A small church adjacent to the inn serves as an occasional venue for chamber music. From the church’s lawn one can see our tiny medieval borgo of Castiglione del Terziere stretched out along a ridge: the castle’s square belltower and eastern façade, the lane curving up to the archway at the formal entrance to the borgo, and the lovely old house at the village’s far end with its panoramic views across the valley. From the inn I can even see the narrow stone house my husband and I are renting for the year. I like being able to observe where I spend my days, to watch my roost from a vantage-point that seems quite removed though it’s actually close.
Giardino della Luna boasts a small restaurant that serves (among other local specialties) homemade torte d’erbi, delicious savory tarts typical of Lunigiana. They’re filled with chard, leeks, or potatoes, depending on the chef’s whim and the garden’s production; no two torte are alike. One evening last summer, about fifty people showed up at the inn to have spuntini (drinks and a snack) before a musical evening in the church. A full spread was offered on a long table that had been set under a covered pavilion on the lawn. We were greeted by the scent of homemade focaccia baking in the pavilion’s brick oven, along with prosciutto, wild-boar salami, local cheeses, and (of course) torte d’erbi. Wine made from grapes of the inn’s small vineyard was generously poured. The guests were singles and couples and families, residents and visitors—Italian, German, Dutch, French, American; nearly everyone was bilingual (or even trilingual), so conversations frequently began in one tongue and ended in another. Everyone ate and drank avidly, no doubt spurred by the wind.

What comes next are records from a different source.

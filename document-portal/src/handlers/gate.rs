use crate::dtos::{GateRequest, GateResponse, SessionResponse};
use crate::error::PortalError;
use crate::models::PortalSession;
use crate::startup::AppState;
use axum::{
    body::Bytes,
    extract::State,
    http::StatusCode,
    response::{IntoResponse, Response},
    Extension, Json,
};
use service_core::error::AppError;
use service_core::middleware::RequestId;

const ACCESS_GRANTED: &str = "Akses diberikan";

/// Submits the internal password to gate-service. A denial answers 401 with
/// the gate's message; an unreachable gate answers 502 and never counts as a
/// wrong password.
pub async fn unlock_internal(
    State(state): State<AppState>,
    Extension(request_id): Extension<RequestId>,
    mut session: PortalSession,
    body: Bytes,
) -> Result<Response, AppError> {
    // Unparseable bodies are judged as an empty password.
    let request: GateRequest = serde_json::from_slice(&body).unwrap_or_default();

    match state
        .gate
        .submit_internal_secret(&mut session.state, &request.password, Some(&request_id.0))
        .await
    {
        Ok(_) => {
            session.save().await?;
            tracing::info!(request_id = %request_id.0, "Internal section unlocked");
            Ok(Json(GateResponse {
                success: true,
                message: ACCESS_GRANTED.to_string(),
            })
            .into_response())
        }
        Err(PortalError::Denied(message)) => Ok((
            StatusCode::UNAUTHORIZED,
            Json(GateResponse {
                success: false,
                message,
            }),
        )
            .into_response()),
        Err(e) => Err(e.into()),
    }
}

pub async fn lock_internal(mut session: PortalSession) -> Result<Json<SessionResponse>, AppError> {
    session.state.lock_internal();
    session.save().await?;

    Ok(Json(SessionResponse::from(&session.state)))
}
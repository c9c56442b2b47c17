use axum::http::HeaderValue;
use axum::{extract::Request, middleware::Next, response::Response};
use uuid::Uuid;

pub const REQUEST_ID_HEADER: &str = "x-request-id";

/// Correlation id of the inbound request, available to handlers as an
/// `Extension<RequestId>`.
#[derive(Debug, Clone)]
pub struct RequestId(pub String);

pub async fn request_id_middleware(mut req: Request, next: Next) -> Response {
    let request_id = req
        .headers()
        .get(REQUEST_ID_HEADER)
        .and_then(|h| h.to_str().ok())
        .filter(|s| !s.is_empty())
        .map(|s| s.to_string())
        .unwrap_or_else(|| Uuid::new_v4().to_string());

    if let Ok(header_value) = HeaderValue::from_str(&request_id) {
        req.headers_mut().insert(REQUEST_ID_HEADER, header_value);
    }
    req.extensions_mut().insert(RequestId(request_id.clone()));

    let mut response = next.run(req).await;

    if let Ok(header_value) = HeaderValue::from_str(&request_id) {
        response
            .headers_mut()
            .insert(REQUEST_ID_HEADER, header_value);
    }

    response
}
use axum::{
    Json,
    http::StatusCode,
    response::{IntoResponse, Response},
};
use serde::Serialize;
use thiserror::Error;

#[derive(Debug, Error)]
pub enum AppError {
    #[error("Validation error: {0}")]
    ValidationError(#[from] validator::ValidationErrors),

    #[error("Bad request: {0}")]
    BadRequest(anyhow::Error),

    #[error("Not found: {0}")]
    NotFound(anyhow::Error),

    #[error("Unauthorized: {0}")]
    Unauthorized(anyhow::Error),

    #[error("Forbidden: {0}")]
    Forbidden(anyhow::Error),

    #[error("Conflict: {0}")]
    Conflict(anyhow::Error),

    #[error("Payload too large: {0}")]
    PayloadTooLarge(anyhow::Error),

    #[error("Internal server error: {0}")]
    InternalError(#[from] anyhow::Error),

    #[error("Bad Gateway: {0}")]
    BadGateway(String),

    #[error("Database error: {0}")]
    DatabaseError(anyhow::Error),

    #[error("Storage error: {0}")]
    StorageError(anyhow::Error),

    #[error("Configuration error: {0}")]
    ConfigError(anyhow::Error),
}

impl From<config::ConfigError> for AppError {
    fn from(err: config::ConfigError) -> Self {
        AppError::ConfigError(anyhow::Error::new(err))
    }
}

impl From<std::io::Error> for AppError {
    fn from(err: std::io::Error) -> Self {
        AppError::InternalError(anyhow::Error::new(err))
    }
}

#[derive(Serialize)]
struct ErrorResponse {
    error: String,
    #[serde(skip_serializing_if = "Option::is_none")]
    details: Option<String>,
}

impl AppError {
    pub fn status_code(&self) -> StatusCode {
        match self {
            AppError::ValidationError(_) => StatusCode::UNPROCESSABLE_ENTITY,
            AppError::BadRequest(_) => StatusCode::BAD_REQUEST,
            AppError::NotFound(_) => StatusCode::NOT_FOUND,
            AppError::Unauthorized(_) => StatusCode::UNAUTHORIZED,
            AppError::Forbidden(_) => StatusCode::FORBIDDEN,
            AppError::Conflict(_) => StatusCode::CONFLICT,
            AppError::PayloadTooLarge(_) => StatusCode::PAYLOAD_TOO_LARGE,
            AppError::BadGateway(_) => StatusCode::BAD_GATEWAY,
            AppError::InternalError(_)
            | AppError::DatabaseError(_)
            | AppError::StorageError(_)
            | AppError::ConfigError(_) => StatusCode::INTERNAL_SERVER_ERROR,
        }
    }
}

impl IntoResponse for AppError {
    fn into_response(self) -> Response {
        let status = self.status_code();

        let (error_message, details) = match self {
            AppError::ValidationError(err) => {
                ("Validation error".to_string(), Some(err.to_string()))
            }
            AppError::BadRequest(err)
            | AppError::NotFound(err)
            | AppError::Unauthorized(err)
            | AppError::Forbidden(err)
            | AppError::Conflict(err)
            | AppError::PayloadTooLarge(err) => (err.to_string(), None),
            AppError::InternalError(err) => {
                tracing::error!(error = ?err, "Internal server error");
                ("Internal server error".to_string(), None)
            }
            AppError::BadGateway(msg) => (format!("Bad Gateway: {}", msg), None),
            AppError::DatabaseError(err) => ("Database error".to_string(), Some(err.to_string())),
            AppError::StorageError(err) => ("Storage error".to_string(), Some(err.to_string())),
            AppError::ConfigError(err) => {
                ("Configuration error".to_string(), Some(err.to_string()))
            }
        };

        (
            status,
            Json(ErrorResponse {
                error: error_message,
                details,
            }),
        )
            .into_response()
    }
}
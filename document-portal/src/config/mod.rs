use secrecy::Secret;
use serde::Deserialize;
use std::path::Path;

#[derive(Deserialize, Clone)]
pub struct Settings {
    pub server: ServerSettings,
    pub gate: GateSettings,
    pub admin: AdminSettings,
    pub catalog: CatalogSettings,
    pub storage: StorageSettings,
    #[serde(default)]
    pub observability: ObservabilitySettings,
}

#[derive(Deserialize, Clone)]
pub struct ServerSettings {
    pub host: String,
    pub port: u16,
    /// Idle time after which a visitor's session (and any unlocked gate) expires.
    #[serde(default = "default_session_idle_hours")]
    pub session_idle_hours: i64,
}

fn default_session_idle_hours() -> i64 {
    8
}

#[derive(Deserialize, Clone)]
pub struct GateSettings {
    /// Base URL of gate-service (e.g. http://gate-service:8080).
    pub url: String,
    #[serde(default = "default_gate_timeout_secs")]
    pub timeout_secs: u64,
}

fn default_gate_timeout_secs() -> u64 {
    10
}

#[derive(Deserialize, Clone)]
pub struct AdminSettings {
    /// Shared admin passphrase. Compared in-process; see `AdminGate`.
    pub passphrase: Secret<String>,
}

#[derive(Deserialize, Clone, Debug, PartialEq)]
#[serde(rename_all = "lowercase")]
pub enum CatalogBackend {
    Memory,
    Mongodb,
}

#[derive(Deserialize, Clone)]
pub struct CatalogSettings {
    pub backend: CatalogBackend,
    #[serde(default)]
    pub mongodb_uri: Option<String>,
    #[serde(default = "default_database")]
    pub database: String,
    /// JSON file loaded into the in-memory backend at startup.
    #[serde(default)]
    pub seed_path: Option<String>,
}

fn default_database() -> String {
    "document_portal".to_string()
}

#[derive(Deserialize, Clone)]
pub struct StorageSettings {
    pub local_path: String,
    /// Prefix of the public URLs handed out for uploaded files.
    pub public_base_url: String,
}

#[derive(Deserialize, Clone)]
pub struct ObservabilitySettings {
    #[serde(default = "default_log_level")]
    pub log_level: String,
    #[serde(default)]
    pub otlp_endpoint: Option<String>,
}

fn default_log_level() -> String {
    "info".to_string()
}

impl Default for ObservabilitySettings {
    fn default() -> Self {
        Self {
            log_level: default_log_level(),
            otlp_endpoint: None,
        }
    }
}

pub fn get_configuration() -> Result<Settings, config::ConfigError> {
    let base_path = std::env::current_dir()
        .map_err(|e| config::ConfigError::Message(format!("No current directory: {}", e)))?;

    // Works from the workspace root and from inside the crate directory.
    let crate_directory = if base_path.ends_with("document-portal") {
        base_path
    } else {
        base_path.join("document-portal")
    };
    let configuration_directory = crate_directory.join("config");

    let settings = config::Config::builder()
        .add_source(config::File::from(configuration_directory.join("base.yaml")).required(true))
        .add_source(
            config::Environment::with_prefix("APP")
                .prefix_separator("_")
                .separator("__"),
        )
        .build()?;

    let mut settings = settings.try_deserialize::<Settings>()?;
    settings.resolve_paths(&crate_directory);
    Ok(settings)
}

impl Settings {
    /// Relative file paths in the configuration are relative to the crate
    /// directory, wherever the process was started from.
    pub fn resolve_paths(&mut self, crate_directory: &Path) {
        self.storage.local_path = resolve(crate_directory, &self.storage.local_path);
        if let Some(seed_path) = &self.catalog.seed_path {
            self.catalog.seed_path = Some(resolve(crate_directory, seed_path));
        }
    }
}

fn resolve(base: &Path, path: &str) -> String {
    let path = Path::new(path);
    if path.is_absolute() {
        path.to_string_lossy().into_owned()
    } else {
        base.join(path).to_string_lossy().into_owned()
    }
}
//! Secret-check endpoint guarding the portal's Internal section.
//!
//! The internal secret lives only in this process; the portal forwards a
//! visitor's candidate and learns nothing but the verdict.
pub mod config;
pub mod handlers;
pub mod startup;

Yes, the wind. It was unusually gusty; in fact, it soon upturned several platters of thin-sliced cured meat, sending them spiraling like flying saucers. This failed, remarkably, to disturb the equanimity of the inn’s manager, who remained cheerful even as he picked up fallen slices of prosciutto and chased after napkins. (The plump female chef, on the other hand, trotted anxiously between kitchen and pavilion, looking displeased as she carted out more trays of food.)
The wind was really something, said everyone in various languages. Davvero! The wind dashed at us, wheeled away and sprinted back. The wind exposed the silvery undersides of leaves and made the palm tree in the courtyard above us swish its head. Our voices rose with a collective “whoa!” as our sweaters, wind-licked, were peeled off our shoulders. And the wind elicited in several children I sat watching—three girls and a boy—some behaviors that might be called “wilding,” but without any connotations of violence.
One of the girls, as it happened, my husband and I had seen earlier in the day—in the nearby village of Virgoletta, where she and her German-speaking parents were vacationing.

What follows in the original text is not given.